You may not think of baby items as ‘equipment,’ but the items below will be just as important to you as a first time dad as a hard hat for a miner or a scalpel for a surgeon. There is a lot of junk out there in the world of baby stuff (baby holster?). For example, why on earth would anyone in their right mind buy a wipes warmer? It’s not like we are living in the ice age or something. I was raised with cold wipes and I turned out alright. Anyway, I digress. Let’s get to it.
Munchkin Arm and Hammer Diaper Pail with Refill Bags, 10 Count
This is an amazing invention. Diaper pails seal in the smell from rotten baby diapers. Instead of having to take each diaper outside to the dumpster or trash can (because just one will literally stink up your entire house), you just open the radiation leak-proof lid and pop it in. Once the sealed bag is full, remove and replace. There are a couple on the market, with the Munchkin Arm and Hammer Diaper Pail and the Diaper Genie Elite Diaper Disposal Pail leading the way. The Munchkin sprinkles some baking soda on each layer as you dump in the diapers. This is truly a game changer, and every home should have at least one if there is a poop factory (baby) living inside.
There will come a time when your wife or partner will need a break from her baby. This doesn’t mean she loves it less. She will just go nuts if she doesn’t get out and do something normal. So you will come home from work one day and she will hand you the baby and say “it’s your turn, I’m going out for a while.” You have never been alone with your baby and you won’t know what to do. This is where a good baby carrier comes in. You could either hold the baby the entire time while sitting on the couch (not a bad way to go), or you could put the baby in a carrier and free up your hands to multitask. You’re probably asking, “guys don’t multitask.” Well, a baby carrier allows you to do other things while your baby sleeps securely on your chest. Need a new beverage while watching the big game? No need to try to lay down the baby. Are you grilling up some burgers or some random meat? Flip away. Your buddies won’t have to skip your turn to shuffle when they come over for poker night (ok, that might be a little loud for a newborn).

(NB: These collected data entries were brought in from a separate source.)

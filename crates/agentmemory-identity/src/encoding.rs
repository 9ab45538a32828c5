//! Base64 helpers and serde adapters for raw key and signature bytes.
//!
//! Binary fields are carried as standard-alphabet base64 strings in every
//! text form this crate produces.

use base64::Engine;

/// Encode bytes as standard base64.
pub fn to_base64(bytes: impl AsRef<[u8]>) -> String {
    base64::engine::general_purpose::STANDARD.encode(bytes)
}

/// Decode standard base64.
pub fn from_base64(encoded: &str) -> Result<Vec<u8>, String> {
    base64::engine::general_purpose::STANDARD
        .decode(encoded)
        .map_err(|e| format!("invalid base64: {e}"))
}

/// Decode standard base64 into a fixed-length array.
pub fn array_from_base64<const N: usize>(encoded: &str) -> Result<[u8; N], String> {
    let bytes = from_base64(encoded)?;
    let len = bytes.len();
    bytes
        .try_into()
        .map_err(|_| format!("expected {N} bytes, got {len}"))
}

/// `#[serde(with = "base64_array")]` for `[u8; N]` fields.
pub mod base64_array {
    use serde::{Deserialize, Deserializer, Serializer};

    pub fn serialize<S, const N: usize>(bytes: &[u8; N], serializer: S) -> Result<S::Ok, S::Error>
    where
        S: Serializer,
    {
        serializer.serialize_str(&super::to_base64(bytes))
    }

    pub fn deserialize<'de, D, const N: usize>(deserializer: D) -> Result<[u8; N], D::Error>
    where
        D: Deserializer<'de>,
    {
        let encoded = String::deserialize(deserializer)?;
        super::array_from_base64(&encoded).map_err(serde::de::Error::custom)
    }
}
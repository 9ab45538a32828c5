//! `IdentityBinding` — one self-contained identity binding core.
//!
//! Owns its configuration, clock, identity registry and session registry.
//! Several instances can coexist in one process without sharing state
//! unless they are handed the same [`KeyStore`].

use std::sync::Arc;

use crate::config::IdentityBindingConfig;
use crate::error::{IdentityError, Result};
use crate::identity::{
    AgentIdentity, IdentityExport, IdentityId, KeyManager, KeyStore, MemoryKeyStore,
    SealedIdentity,
};
use crate::memory::{
    self, NewMemory, SignedMemory, VerificationFailure, VerificationResult,
};
use crate::session::{CrossSessionState, SessionTracker};
use crate::time::{Clock, SystemClock};

/// Identity binding core.
pub struct IdentityBinding {
    config: IdentityBindingConfig,
    keys: KeyManager,
    sessions: SessionTracker,
    clock: Arc<dyn Clock>,
}

impl Default for IdentityBinding {
    fn default() -> Self {
        let clock: Arc<dyn Clock> = Arc::new(SystemClock);
        Self {
            config: IdentityBindingConfig::default(),
            keys: KeyManager::new(Arc::new(MemoryKeyStore::new()), clock.clone()),
            sessions: SessionTracker::new(),
            clock,
        }
    }
}

impl IdentityBinding {
    /// Build a core with an in-memory identity store and the wall clock.
    pub fn new(config: IdentityBindingConfig) -> Result<Self> {
        Self::with_parts(config, Arc::new(MemoryKeyStore::new()), Arc::new(SystemClock))
    }

    /// Build a core around an injected identity store and clock.
    pub fn with_parts(
        config: IdentityBindingConfig,
        store: Arc<dyn KeyStore>,
        clock: Arc<dyn Clock>,
    ) -> Result<Self> {
        config.validate()?;
        Ok(Self {
            config,
            keys: KeyManager::new(store, clock.clone()),
            sessions: SessionTracker::new(),
            clock,
        })
    }

    pub fn config(&self) -> &IdentityBindingConfig {
        &self.config
    }

    pub fn key_manager(&self) -> &KeyManager {
        &self.keys
    }

    fn now(&self) -> u64 {
        self.clock.now_micros()
    }

    // -----------------------------------------------------------------------
    // Identity management
    // -----------------------------------------------------------------------

    pub fn create_identity(&self, name: &str) -> Result<AgentIdentity> {
        self.keys.create_identity(name)
    }

    pub fn import_identity(&self, name: &str, secret_key: &[u8]) -> Result<AgentIdentity> {
        self.keys.import_identity(name, secret_key)
    }

    pub fn restore_identity(&self, export: &IdentityExport) -> Result<AgentIdentity> {
        self.keys.restore_identity(export)
    }

    pub fn export_identity(&self, id: &IdentityId) -> Option<IdentityExport> {
        self.keys.export_identity(id)
    }

    /// Export an identity sealed under `passphrase`, as JSON.
    pub fn export_identity_encrypted(&self, id: &IdentityId, passphrase: &str) -> Result<String> {
        let export = self
            .keys
            .export_identity(id)
            .ok_or_else(|| IdentityError::NotFound(id.to_string()))?;
        export.seal(passphrase)?.to_json()
    }

    /// Restore an identity from the output of
    /// [`IdentityBinding::export_identity_encrypted`].
    pub fn restore_identity_encrypted(
        &self,
        sealed_json: &str,
        passphrase: &str,
    ) -> Result<AgentIdentity> {
        let export = SealedIdentity::from_json(sealed_json)?.open(passphrase)?;
        self.keys.restore_identity(&export)
    }

    pub fn rotate_keys(&self, id: &IdentityId) -> Result<AgentIdentity> {
        self.keys.rotate_keys(id)
    }

    pub fn get_identity(&self, id: &IdentityId) -> Option<AgentIdentity> {
        self.keys.get_identity(id)
    }

    pub fn get_all_identities(&self) -> Vec<AgentIdentity> {
        self.keys.get_all_identities()
    }

    // -----------------------------------------------------------------------
    // Signing and verification
    // -----------------------------------------------------------------------

    /// Sign a memory with the identity's current key.
    pub fn sign_memory(&self, id: &IdentityId, memory: &NewMemory) -> Result<SignedMemory> {
        let signer = self.keys.signing_record(id)?;
        memory::sign_memory(&signer, memory, self.now())
    }

    /// Verify a signed memory against its own embedded key.
    pub fn verify_memory(&self, record: &SignedMemory) -> VerificationResult {
        memory::verify_memory(record, self.config.signature_expiry_hours, self.now())
    }

    /// Decide whether a possibly-unsigned memory may be accepted.
    ///
    /// With `requireSignatures` off, an absent signature is admitted with
    /// no agent attached. A present signature is always verified.
    pub fn check_admission(&self, record: Option<&SignedMemory>) -> VerificationResult {
        match record {
            Some(record) => self.verify_memory(record),
            None if self.config.require_signatures => {
                VerificationResult::failed(VerificationFailure::Unsigned)
            }
            None => VerificationResult {
                valid: true,
                agent_id: None,
                signed_at: None,
                signature_age: None,
                error: None,
            },
        }
    }

    // -----------------------------------------------------------------------
    // Cross-session trust
    // -----------------------------------------------------------------------

    /// Open a session bound to one identity.
    pub fn init_cross_session(
        &self,
        id: &IdentityId,
        session_id: Option<String>,
    ) -> Result<CrossSessionState> {
        self.require_cross_session()?;
        let identity = self
            .keys
            .get_identity(id)
            .ok_or_else(|| IdentityError::NotFound(id.to_string()))?;
        self.sessions.open(identity, session_id, self.now())
    }

    /// Verify a memory inside a session and count it towards trust.
    ///
    /// A memory signed by another agent, or by a key the bound agent never
    /// held, is rejected as `IdentityMismatch` whatever its signature says.
    pub fn verify_in_session(
        &self,
        session_id: &str,
        record: &SignedMemory,
    ) -> Result<VerificationResult> {
        self.require_cross_session()?;
        let bound = self.sessions.bound_agent(session_id)?;

        if record.signature.agent_id != bound || !self.holds_key(&bound, session_id, record) {
            log::debug!(
                "session {session_id} bound to {bound} rejected memory signed as {}",
                record.signature.agent_id
            );
            return Ok(VerificationResult::failed(
                VerificationFailure::IdentityMismatch,
            ));
        }

        let result = self.verify_memory(record);
        if result.valid
            && self
                .sessions
                .record_verified(session_id, &bound, self.config.trust_threshold, self.now())?
                .is_none()
        {
            log::debug!("session {session_id} was rebound while verifying a memory from {bound}");
            return Ok(VerificationResult::failed(
                VerificationFailure::IdentityMismatch,
            ));
        }
        Ok(result)
    }

    pub fn get_session_state(&self, session_id: &str) -> Option<CrossSessionState> {
        self.sessions.get(session_id)
    }

    pub fn is_trust_established(&self, session_id: &str) -> bool {
        self.sessions.is_trusted(session_id)
    }

    /// Close a session. Returns whether it existed.
    pub fn end_session(&self, session_id: &str) -> bool {
        self.sessions.end(session_id)
    }

    pub fn session_count(&self) -> usize {
        self.sessions.len()
    }

    fn require_cross_session(&self) -> Result<()> {
        if self.config.enable_cross_session {
            Ok(())
        } else {
            Err(IdentityError::CrossSessionDisabled)
        }
    }

    /// Whether the record's embedded key is one `agent` has held at the
    /// claimed key version. Prefers the live identity so keys rotated in
    /// after the session opened are recognised.
    fn holds_key(&self, agent: &IdentityId, session_id: &str, record: &SignedMemory) -> bool {
        let identity = self
            .keys
            .get_identity(agent)
            .or_else(|| self.sessions.get(session_id).map(|s| s.agent_identity));
        identity
            .and_then(|i| i.key_for_version(record.signature.key_version))
            .is_some_and(|key| key == record.signature.public_key)
    }
}
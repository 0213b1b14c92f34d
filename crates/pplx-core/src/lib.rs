//! Query compilation and execution engine for pplx.
//!
//! This crate owns everything between "the caller has a bag of query
//! parameters" and "the caller has one final answer". Both the terminal
//! `query` command and the MCP `perplexity_query` tool go through it, so the
//! two entry points behave identically.
//!
//! # Architecture
//!
//! ```text
//! ┌──────────────┐   ┌───────────┐   ┌────────────┐   ┌────────────┐
//! │ ParameterSet │──▶│ validate  │──▶│  compile   │──▶│ Dispatcher │
//! └──────────────┘   └───────────┘   └────────────┘   └────────────┘
//!                                                          │
//!                          ┌───────────────────────────────┤
//!                          ▼                               ▼
//!                  Transport::send              Transport::send_stream
//!                          │                               │ mpsc (cap 1)
//!                          │                               ▼
//!                          │                        StreamReducer task
//!                          │                     (IncrementalRenderer hook)
//!                          ▼                               ▼
//!                  ┌──────────────────────────────────────────┐
//!                  │ format(CompletionResponse, Sink)         │
//!                  └──────────────────────────────────────────┘
//! ```
//!
//! The wire format itself lives behind the [`Transport`] trait; see the
//! `pplx-client` crate for the HTTP implementation.

pub mod compile;
pub mod dispatch;
pub mod error;
pub mod format;
pub mod params;
pub mod render;
pub mod types;
pub mod validate;

pub use compile::{CompileWarning, CompiledRequest, Directive, KNOWN_IMAGE_FORMATS, compile};
pub use dispatch::{
    Dispatcher, MockReply, MockTransport, SharedTransport, StreamReducer, Transport,
    TransportResult,
};
pub use error::{CompileError, Error, Result, TransportError, ValidationError};
pub use format::{Formatted, Sink, format};
pub use params::{
    ContextSize, DATE_LAYOUT, DEFAULT_MODEL, ParameterSet, ReasoningEffort, Recency, SearchMode,
    UnknownVariant,
};
pub use render::IncrementalRenderer;
pub use types::{Choice, CompletionResponse, ImageResult, Message, SearchResult, Sources, Usage};
pub use validate::validate;
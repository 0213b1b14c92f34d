//! Failures of the MCP stdio loop.
//!
//! Only [`McpError::Io`] ends [`McpServer::run`](crate::McpServer::run); the
//! others are answered with a JSON-RPC error and the loop continues.

use thiserror::Error;

pub type Result<T> = std::result::Result<T, McpError>;

#[derive(Debug, Error)]
pub enum McpError {
    /// Bad framing: missing or invalid `Content-Length`, oversized or
    /// non-UTF-8 body, truncated headers.
    #[error("protocol error: {0}")]
    Protocol(String),

    #[error("invalid JSON: {0}")]
    Json(#[from] serde_json::Error),

    /// The stdio streams failed.
    #[error("stdio error: {0}")]
    Io(#[from] std::io::Error),
}

impl McpError {
    pub fn protocol(msg: impl Into<String>) -> Self {
        Self::Protocol(msg.into())
    }
}

#[cfg(test)]
mod tests {
    use super::*;

    #[test]
    fn test_protocol_error_display() {
        let err = McpError::protocol("missing Content-Length header");
        assert_eq!(err.to_string(), "protocol error: missing Content-Length header");
    }

    #[test]
    fn test_conversions() {
        let json = serde_json::from_str::<serde_json::Value>("{oops").unwrap_err();
        assert!(matches!(McpError::from(json), McpError::Json(_)));

        let io = std::io::Error::new(std::io::ErrorKind::UnexpectedEof, "closed");
        let err = McpError::from(io);
        assert!(err.to_string().starts_with("stdio error"));
    }
}
//! Finding and layering pplx config files.
//!
//! Layers, lowest precedence first:
//! 1. `<config dir>/config.toml` (user config)
//! 2. `./pplx.toml` (project-local)
//! 3. CLI flags or MCP tool arguments (handled externally)
//!
//! An explicit `--config <path>` replaces steps 1 and 2 with that one file.

use std::path::{Path, PathBuf};

use crate::secrets::{API_KEY_ENV_VARS, ResolvedSecret, resolve_api_key};
use crate::{ConfigError, PplxConfig, Result};

/// Looked up in the working directory.
const PROJECT_CONFIG_FILE: &str = "pplx.toml";

/// Default config filename within the user config directory.
const USER_CONFIG_FILE: &str = "config.toml";

/// Application name for platform directory resolution.
const APP_NAME: &str = "pplx";

/// Overrides the platform config directory when set and non-empty.
const CONFIG_DIR_ENV: &str = "PPLX_CONFIG_DIR";

/// One candidate file and whether it contributed.
#[derive(Debug, Clone)]
pub struct ConfigSource {
    pub path: PathBuf,
    pub loaded: bool,
}

/// The merged configuration plus how it was assembled.
#[derive(Debug, Clone)]
pub struct LoadedConfig {
    pub config: PplxConfig,
    /// Every candidate checked, lowest precedence first.
    pub sources: Vec<ConfigSource>,
    /// Non-fatal problems: unreadable layers, plaintext keys.
    pub warnings: Vec<String>,
}

impl LoadedConfig {
    /// Paths of the files that were read.
    pub fn loaded_from(&self) -> Vec<&Path> {
        self.sources
            .iter()
            .filter(|s| s.loaded)
            .map(|s| s.path.as_path())
            .collect()
    }

    /// Resolve the API key from the environment or the loaded config.
    pub fn api_key(&self) -> Result<ResolvedSecret> {
        resolve_api_key(self.config.api.api_key.as_deref()).ok_or_else(|| {
            ConfigError::ApiKeyNotFound {
                env_vars: API_KEY_ENV_VARS.join(" or "),
            }
        })
    }
}

/// Discover and merge the user and project config files.
pub fn load_config(project_dir: Option<&Path>) -> Result<LoadedConfig> {
    load_config_with_options(project_dir, None)
}

/// Like [`load_config`], with an explicit user config directory.
///
/// `config_dir` overrides both `PPLX_CONFIG_DIR` and the platform default.
pub fn load_config_with_options(
    project_dir: Option<&Path>,
    config_dir: Option<&Path>,
) -> Result<LoadedConfig> {
    let mut config = PplxConfig::new();
    let mut sources = Vec::new();
    let mut warnings = Vec::new();

    let user_config_path = match config_dir {
        Some(dir) => Some(dir.join(USER_CONFIG_FILE)),
        None => user_config_path(),
    };
    if let Some(path) = user_config_path {
        sources.push(load_layer(&mut config, &path, &mut warnings));
    }

    let project_path = project_dir
        .map(|d| d.join(PROJECT_CONFIG_FILE))
        .unwrap_or_else(|| PathBuf::from(PROJECT_CONFIG_FILE));
    sources.push(load_layer(&mut config, &project_path, &mut warnings));

    check_plaintext_keys(&config, &mut warnings);

    Ok(LoadedConfig {
        config,
        sources,
        warnings,
    })
}

/// Load a single explicitly named file, skipping discovery.
///
/// Unlike discovered layers, a missing or malformed file is an error.
pub fn load_config_from(path: &Path) -> Result<LoadedConfig> {
    let config = load_config_file(path)?;
    let mut warnings = Vec::new();
    check_plaintext_keys(&config, &mut warnings);
    Ok(LoadedConfig {
        config,
        sources: vec![ConfigSource {
            path: path.to_path_buf(),
            loaded: true,
        }],
        warnings,
    })
}

/// Read and parse one file.
pub fn load_config_file(path: &Path) -> Result<PplxConfig> {
    let contents = std::fs::read_to_string(path).map_err(|e| ConfigError::ReadFile {
        path: path.display().to_string(),
        source: e,
    })?;
    PplxConfig::from_toml(&contents)
}

/// The user config directory.
///
/// Checks `PPLX_CONFIG_DIR` first, then falls back to the platform default
/// (`~/.config/pplx` on Linux, `~/Library/Application Support/pplx` on macOS).
pub fn config_dir() -> Option<PathBuf> {
    match std::env::var(CONFIG_DIR_ENV) {
        Ok(dir) if !dir.is_empty() => Some(PathBuf::from(dir)),
        _ => dirs::config_dir().map(|d| d.join(APP_NAME)),
    }
}

/// Path of the user config file.
pub fn user_config_path() -> Option<PathBuf> {
    config_dir().map(|d| d.join(USER_CONFIG_FILE))
}

/// Directory for rolling log files.
pub fn log_dir() -> Option<PathBuf> {
    config_dir().map(|d| d.join("logs"))
}

/// Merge one discovered layer into `config`.
///
/// Missing files are skipped; unreadable or malformed ones produce a warning.
fn load_layer(config: &mut PplxConfig, path: &Path, warnings: &mut Vec<String>) -> ConfigSource {
    if !path.is_file() {
        return ConfigSource {
            path: path.to_path_buf(),
            loaded: false,
        };
    }

    match load_config_file(path) {
        Ok(layer) => {
            config.merge(layer);
            ConfigSource {
                path: path.to_path_buf(),
                loaded: true,
            }
        }
        Err(e) => {
            warnings.push(format!("Failed to load {}: {}", path.display(), e));
            ConfigSource {
                path: path.to_path_buf(),
                loaded: false,
            }
        }
    }
}

fn check_plaintext_keys(config: &PplxConfig, warnings: &mut Vec<String>) {
    if config.api.has_plaintext_api_key() {
        warnings.push(format!(
            "[api] contains a plaintext API key. Consider using {} instead.",
            API_KEY_ENV_VARS[0]
        ));
    }
}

While your baby is still small and new and immobile, play pens offer you a place to change diapers while on the go or in another room from your changing table. It is also a good place to store baby essentials, like lots and lots of diapers and wipes. But as your baby gets more mobile, the play pen becomes a lifesaver. If you are alright with watching your baby every second while they are awake, you might not need one. If you have other things to do (and don’t think this makes you a bad dad or anything), invest in a play pen, and particularly, a travel play pen. Just plop your baby in there, and it will play with toys for hours at a time. You know that everything inside is safe, so no need for constant watching. As your baby gets older, it might feel like it’s being put inside a prison, because that is essentially what play pens are – walled enclosures with soft, dull objects and finger food. But they have the potential to keep your baby entertained well past the 1 year mark.
Travel pens are great because they can double as a crib away from home. Set it up outside at the lake while you fish, or on the green while you work on your short game. Gracco’s Pack ‘n Play is a great option, but others from Joovy and Cosco are great as well. As your baby outgrows the pen, there are other options that expand the walls like the North States Super Yard or the Baby Kids Play Pen.
Infant Optics DXR-8 Video Baby Monitor With Interchangeable Optical Lens, White/Biege
Some babies sleep well on their own. Some. Most hate bedtime even from a very early age. This is a time of the evening that you and your wife can get some serious things done, like cleaning up all the messes from the day, or not doing anything and just relaxing, or spending some alone time together (oh yeah!). Bedtime is sacred time. But it won’t be sacred if your baby doesn’t go to sleep and just screams bloody murder all night long. Sleep aids will keep your sanity, because without everyone (including your baby) getting a good nights sleep, you will go insane, hate life, and have a miserable existence (my experience anyway).
Download some white noise, rain sounds, or other soothing tunage to play for your baby all night. You can also buy those white noise devices, like the HoMedics sound relaxation machine. Lights are also great for babies to look up at. The Munchkin Nursery projector and sound system projects night lights and plays soothing sounds for your baby. There is also a toy that plays sounds and projects stars on the ceiling, which is my daughter’s favorite. To appease your wife, you will need some kind of baby monitor (video or just sound) so she doesn’t feel the need to check on your baby every 3 minutes during the night to make sure it’s still alive.
Arm’s Reach Co-Sleeper Cambria Bassinet, Toffee
Unless you want your newborn baby sleeping in bed with you every night, you will want a bed height bassinet. This item is a true lifesaver. Your wife will thank you for knowing the baby is right beside her, but not in bed with both of you. Enough said about that. The Arm’s Reach Co-Sleeper Bassinet is a great option, but there are several others available as well.